Dataset entries:

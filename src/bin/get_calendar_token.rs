use calendar_skill::components::redis_service::RedisActor;
use calendar_skill::components::TokenManager;
use calendar_skill::config::Config;
use calendar_skill::error::{auth_error, other_error, BotResult};
use std::sync::Arc;
use tokio::sync::RwLock;
use url::Url;

const REDIRECT_URI: &str = "http://localhost:8080";
const SCOPE: &str = "https://www.googleapis.com/auth/calendar.events";

/// Signs a user in to Google Calendar and stores their token for the skill.
///
/// Usage: get_calendar_token <discord user id>
#[tokio::main]
async fn main() -> BotResult<()> {
    let user_id = std::env::args()
        .nth(1)
        .ok_or_else(|| other_error("Usage: get_calendar_token <discord user id>"))?;

    let config = Arc::new(RwLock::new(Config::load()?));

    let (mut redis_actor, redis_handle) = RedisActor::new(config.clone());
    let _redis_task = tokio::spawn(async move {
        redis_actor.run().await;
    });

    let token_manager = TokenManager::new(config.clone(), redis_handle.clone());

    let (client_id, client_secret) = {
        let config_read = config.read().await;
        (
            config_read.google_client_id.clone(),
            config_read.google_client_secret.clone(),
        )
    };

    // Random state ties the callback to this run
    let state = uuid::Uuid::new_v4().to_string();

    let auth_url = Url::parse_with_params(
        "https://accounts.google.com/o/oauth2/v2/auth",
        &[
            ("client_id", client_id.as_str()),
            ("redirect_uri", REDIRECT_URI),
            ("response_type", "code"),
            ("access_type", "offline"),
            ("prompt", "consent"),
            ("scope", SCOPE),
            ("state", state.as_str()),
        ],
    )
    .map_err(|e| other_error(&format!("Invalid authorization URL: {}", e)))?;

    println!("Opening browser for Google Calendar authorization...");
    webbrowser::open(auth_url.as_str())?;

    let server = tiny_http::Server::http("0.0.0.0:8080")?;
    println!("Waiting for authorization callback...");

    let request = server.recv()?;
    let callback = Url::parse(&format!("{}{}", REDIRECT_URI, request.url()))
        .map_err(|e| other_error(&format!("Invalid callback URL: {}", e)))?;

    let param = |name: &str| {
        callback
            .query_pairs()
            .find(|(key, _)| key == name)
            .map(|(_, value)| value.into_owned())
    };
    if param("state").as_deref() != Some(state.as_str()) {
        return Err(auth_error("Authorization callback state does not match"));
    }
    let code = param("code").ok_or_else(|| other_error("No authorization code found in callback"))?;

    let response = reqwest::Client::new()
        .post("https://oauth2.googleapis.com/token")
        .form(&[
            ("client_id", client_id),
            ("client_secret", client_secret),
            ("code", code),
            ("redirect_uri", REDIRECT_URI.to_string()),
            ("grant_type", "authorization_code".to_string()),
        ])
        .send()
        .await?;

    if !response.status().is_success() {
        let error_text = response.text().await?;
        return Err(other_error(&format!("Failed to get token: {}", error_text)));
    }

    // expires_at is stamped by the token manager
    let token_data: serde_json::Value = response.json().await?;
    token_manager.set_token(&user_id, token_data).await?;

    let response =
        tiny_http::Response::from_string("Authorization successful! You can close this window.");
    request.respond(response)?;

    redis_handle.shutdown().await?;
    println!("Token for user {} saved to Redis!", user_id);

    Ok(())
}
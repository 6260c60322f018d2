use super::{Recognition, Recognizer};
use crate::error::BotResult;
use async_trait::async_trait;
use std::collections::BTreeMap;

/// Phrase-matching recognizer: the intent whose phrase covers most of the utterance wins
#[derive(Debug, Clone, Default)]
pub struct KeywordRecognizer {
    /// intent name -> normalized phrases
    phrases: BTreeMap<String, Vec<String>>,
}

impl KeywordRecognizer {
    pub fn new(phrases: BTreeMap<String, Vec<String>>) -> Self {
        let phrases = phrases
            .into_iter()
            .map(|(intent, list)| {
                let list = list
                    .iter()
                    .map(|p| normalize(p))
                    .filter(|p| !p.is_empty())
                    .collect();
                (intent, list)
            })
            .collect();
        Self { phrases }
    }

    /// Best matching intent, or "None"
    pub fn classify(&self, utterance: &str) -> Recognition {
        let text = normalize(utterance);
        if text.is_empty() {
            return Recognition::none();
        }

        let padded = format!(" {} ", text);
        let total_words = text.split(' ').count() as f32;
        let mut best: Option<(f32, usize, &str)> = None;

        for (intent, phrases) in &self.phrases {
            for phrase in phrases {
                if !padded.contains(&format!(" {} ", phrase)) {
                    continue;
                }
                let words = phrase.split(' ').count();
                let score = (words as f32 / total_words).min(1.0);
                let better = match best {
                    None => true,
                    Some((best_score, best_len, _)) => {
                        score > best_score || (score == best_score && phrase.len() > best_len)
                    }
                };
                if better {
                    best = Some((score, phrase.len(), intent.as_str()));
                }
            }
        }

        match best {
            Some((score, _, intent)) => Recognition {
                intent: intent.to_string(),
                score,
            },
            None => Recognition::none(),
        }
    }
}

#[async_trait]
impl Recognizer for KeywordRecognizer {
    async fn recognize(&self, utterance: &str) -> BotResult<Recognition> {
        Ok(self.classify(utterance))
    }
}

/// Lowercase, drop punctuation, collapse whitespace
fn normalize(text: &str) -> String {
    text.to_lowercase()
        .chars()
        .map(|c| if c.is_alphanumeric() || c == '\'' { c } else { ' ' })
        .collect::<String>()
        .split_whitespace()
        .collect::<Vec<_>>()
        .join(" ")
}

#[cfg(test)]
mod tests {
    use super::*;

    fn recognizer() -> KeywordRecognizer {
        let mut phrases = BTreeMap::new();
        phrases.insert("Summary".to_string(), vec!["what's on my calendar".to_string()]);
        phrases.insert("ShowNext".to_string(), vec!["next".to_string(), "show more".to_string()]);
        phrases.insert("NextMeeting".to_string(), vec!["next meeting".to_string()]);
        KeywordRecognizer::new(phrases)
    }

    #[test]
    fn test_normalize() {
        assert_eq!(normalize("  What's   ON my Calendar?! "), "what's on my calendar");
    }

    #[test]
    fn test_longest_covering_phrase_wins() {
        let r = recognizer();
        assert_eq!(r.classify("What's on my calendar today?").intent, "Summary");
        assert_eq!(r.classify("when is my next meeting").intent, "NextMeeting");
        assert_eq!(r.classify("next").intent, "ShowNext");
        assert_eq!(r.classify("next").score, 1.0);
    }

    #[test]
    fn test_phrases_match_whole_words() {
        let r = recognizer();
        assert_eq!(r.classify("nextdoor").intent, "None");
        assert_eq!(r.classify("").intent, "None");
    }
}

* **Exercise description**
An exact copy of every entry above is required.

* **Response box**
filename src/bin/get_calendar_token.rs
use calendar_skill::components::redis_service::RedisActor;
use calendar_skill::components::TokenManager;
use calendar_skill::config::Config;
use calendar_skill::error::{auth_error, other_error, BotResult};
use std::sync::Arc;
use tokio::sync::RwLock;
use url::Url;

const REDIRECT_URI: &str = "http://localhost:8080";
const SCOPE: &str = "https://www.googleapis.com/auth/calendar.events";

/// Signs a user in to Google Calendar and stores their token for the skill.
///
/// Usage: get_calendar_token <discord user id>
#[tokio::main]
async fn main() -> BotResult<()> {
    let user_id = std::env::args()
        .nth(1)
        .ok_or_else(|| other_error("Usage: get_calendar_token <discord user id>"))?;

    let config = Arc::new(RwLock::new(Config::load()?));

    let (mut redis_actor, redis_handle) = RedisActor::new(config.clone());
    let _redis_task = tokio::spawn(async move {
        redis_actor.run().await;
    });

    let token_manager = TokenManager::new(config.clone(), redis_handle.clone());

    let (client_id, client_secret) = {
        let config_read = config.read().await;
        (
            config_read.google_client_id.clone(),
            config_read.google_client_secret.clone(),
        )
    };

    // Random state ties the callback to this run
    let state = uuid::Uuid::new_v4().to_string();

    let auth_url = Url::parse_with_params(
        "https://accounts.google.com/o/oauth2/v2/auth",
        &[
            ("client_id", client_id.as_str()),
            ("redirect_uri", REDIRECT_URI),
            ("response_type", "code"),
            ("access_type", "offline"),
            ("prompt", "consent"),
            ("scope", SCOPE),
            ("state", state.as_str()),
        ],
    )
    .map_err(|e| other_error(&format!("Invalid authorization URL: {}", e)))?;

    println!("Opening browser for Google Calendar authorization...");
    webbrowser::open(auth_url.as_str())?;

    let server = tiny_http::Server::http("0.0.0.0:8080")?;
    println!("Waiting for authorization callback...");

    let request = server.recv()?;
    let callback = Url::parse(&format!("{}{}", REDIRECT_URI, request.url()))
        .map_err(|e| other_error(&format!("Invalid callback URL: {}", e)))?;

    let param = |name: &str| {
        callback
            .query_pairs()
            .find(|(key, _)| key == name)
            .map(|(_, value)| value.into_owned())
    };
    if param("state").as_deref() != Some(state.as_str()) {
        return Err(auth_error("Authorization callback state does not match"));
    }
    let code = param("code").ok_or_else(|| other_error("No authorization code found in callback"))?;

    let response = reqwest::Client::new()
        .post("https://oauth2.googleapis.com/token")
        .form(&[
            ("client_id", client_id),
            ("client_secret", client_secret),
            ("code", code),
            ("redirect_uri", REDIRECT_URI.to_string()),
            ("grant_type", "authorization_code".to_string()),
        ])
        .send()
        .await?;

    if !response.status().is_success() {
        let error_text = response.text().await?;
        return Err(other_error(&format!("Failed to get token: {}", error_text)));
    }

    // expires_at is stamped by the token manager
    let token_data: serde_json::Value = response.json().await?;
    token_manager.set_token(&user_id, token_data).await?;

    let response =
        tiny_http::Response::from_string("Authorization successful! You can close this window.");
    request.respond(response)?;

    redis_handle.shutdown().await?;
    println!("Token for user {} saved to Redis!", user_id);

    Ok(())
}
repository 6260c60322f018d2
use super::{Recognition, Recognizer};
use crate::error::BotResult;
use async_trait::async_trait;
use std::collections::BTreeMap;

/// Phrase-matching recognizer: the intent whose phrase covers most of the utterance wins
#[derive(Debug, Clone, Default)]
pub struct KeywordRecognizer {
    /// intent name -> normalized phrases
    phrases: BTreeMap<String, Vec<String>>,
}

impl KeywordRecognizer {
    pub fn new(phrases: BTreeMap<String, Vec<String>>) -> Self {
        let phrases = phrases
            .into_iter()
            .map(|(intent, list)| {
                let list = list
                    .iter()
                    .map(|p| normalize(p))
                    .filter(|p| !p.is_empty())
                    .collect();
                (intent, list)
            })
            .collect();
        Self { phrases }
    }

    /// Best matching intent, or "None"
    pub fn classify(&self, utterance: &str) -> Recognition {
        let text = normalize(utterance);
        if text.is_empty() {
            return Recognition::none();
        }

        let padded = format!(" {} ", text);
        let total_words = text.split(' ').count() as f32;
        let mut best: Option<(f32, usize, &str)> = None;

        for (intent, phrases) in &self.phrases {
            for phrase in phrases {
                if !padded.contains(&format!(" {} ", phrase)) {
                    continue;
                }
                let words = phrase.split(' ').count();
                let score = (words as f32 / total_words).min(1.0);
                let better = match best {
                    None => true,
                    Some((best_score, best_len, _)) => {
                        score > best_score || (score == best_score && phrase.len() > best_len)
                    }
                };
                if better {
                    best = Some((score, phrase.len(), intent.as_str()));
                }
            }
        }

        match best {
            Some((score, _, intent)) => Recognition {
                intent: intent.to_string(),
                score,
            },
            None => Recognition::none(),
        }
    }
}

#[async_trait]
impl Recognizer for KeywordRecognizer {
    async fn recognize(&self, utterance: &str) -> BotResult<Recognition> {
        Ok(self.classify(utterance))
    }
}

/// Lowercase, drop punctuation, collapse whitespace
fn normalize(text: &str) -> String {
    text.to_lowercase()
        .chars()
        .map(|c| if c.is_alphanumeric() || c == '\'' { c } else { ' ' })
        .collect::<String>()
        .split_whitespace()
        .collect::<Vec<_>>()
        .join(" ")
}

#[cfg(test)]
mod tests {
    use super::*;

    fn recognizer() -> KeywordRecognizer {
        let mut phrases = BTreeMap::new();
        phrases.insert("Summary".to_string(), vec!["what's on my calendar".to_string()]);
        phrases.insert("ShowNext".to_string(), vec!["next".to_string(), "show more".to_string()]);
        phrases.insert("NextMeeting".to_string(), vec!["next meeting".to_string()]);
        KeywordRecognizer::new(phrases)
    }

    #[test]
    fn test_normalize() {
        assert_eq!(normalize("  What's   ON my Calendar?! "), "what's on my calendar");
    }

    #[test]
    fn test_longest_covering_phrase_wins() {
        let r = recognizer();
        assert_eq!(r.classify("What's on my calendar today?").intent, "Summary");
        assert_eq!(r.classify("when is my next meeting").intent, "NextMeeting");
        assert_eq!(r.classify("next").intent, "ShowNext");
        assert_eq!(r.classify("next").score, 1.0);
    }

    #[test]
    fn test_phrases_match_whole_words() {
        let r = recognizer();
        assert_eq!(r.classify("nextdoor").intent, "None");
        assert_eq!(r.classify("").intent, "None");
    }
}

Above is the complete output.